Peter Schwarzenbauer, a member of the board of management of BMW AG, explained how he plans to develop the brand thusly in the blog post: “The new Mini Clubman is the symbol of our refined brand philosophy: We will concentrate in [the] future on five core models with strong characters. We will open ourselves up to new ideas and new business areas. We will develop the brand’s visual identity.”

Clubman buyers will be able to rent their vehicles out to others through the car-sharing service DriveNow, a joint venture between BMW and German car rental firm Sixt that’s currently in several European and North American cities, reports William Boston for the Wall Street Journal.

“The option could help [owners] earn money from car-sharing fees when their vehicle would otherwise sit idle,” writes Boston. “Like similar services, customers pay a registration fee, a basic usage fee and per-minute rates. Smartphone apps allow users to locate and reserve vehicles.” 

Marketing Daily’s Karl Greenberg reports on Ford’s Smart Mobility Plan, which is testing flexible ownership models and multimodal urban travel — such as the new electric MoDe:Flex electric bicycle — here.

The Mini division “delivered about about 163,000 vehicles between January and June, and expects record sales in 2015,”  Schwarzenbauer said at the event in Berlin where the new Clubman was unveiled, reports Reuters’ Edward Taylor. He also revealed that the brand is “exploring electric and plug-in hybrid drivetrains.”

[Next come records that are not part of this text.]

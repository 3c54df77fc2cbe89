//! Mission Geodesy - HTTP geodesy service endpoint
//!
//! Lets a [`mission_core::FrameTransformGateway`] convert coordinates
//! through a remote lat/lon <-> UTM service.

pub mod client;

pub use client::HttpGeodesyEndpoint;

CNNMoney’s Peter Valdes-Dapena reports that the new Mini Clubman shares some engineering with the BMW 1-series and “will be nicer, as well as bigger, than other Mini models, according to Duncan. 

“Interior trim options will provide ‘near bespoke levels of customization,’ according to Mini. Among the new types of upholstery created specifically for this model is an indigo blue leather with diamond patterned stitching modeled after the English Chesterfield sofas,” Valdes-Dapena writes.

“The move upmarket is a sensible one,” Tim Urquhart, a London-based analyst at IHS Automotive, tells Bloomberg’s Elisabeth Behrmann. “They are certainly making the cars more sophisticated, larger and boosting equipment levels.” 

Behrmann points out that although “BMW didn’t say when the three models would cease production … the two-seat coupe and open-top roadster no longer appear on its website” in Germany. “Some models haven’t worked,” Urquhart tells her. “And the Paceman is the answer to a question that no buyer asked.”

The pricey — for Mini — Paceman was a “crossover coupe designed to blend the performance of the iconic Hardtop with the practicality of the Countryman … along with a unique, unconventional look,” according to Left Lane. Or, as Scripps Howard News Service’s Frank A. Aukofer put it: “In human terms, the 2013 Mini Cooper S Paceman would be diagnosed with a personality disorder” (and his review went downhill from there).

But if BMW has proven anything over the last decade and a half, it’s that there is a huge market for putting a fresh face on old ideas. It’s also apparently adept at smoothly shifting gears.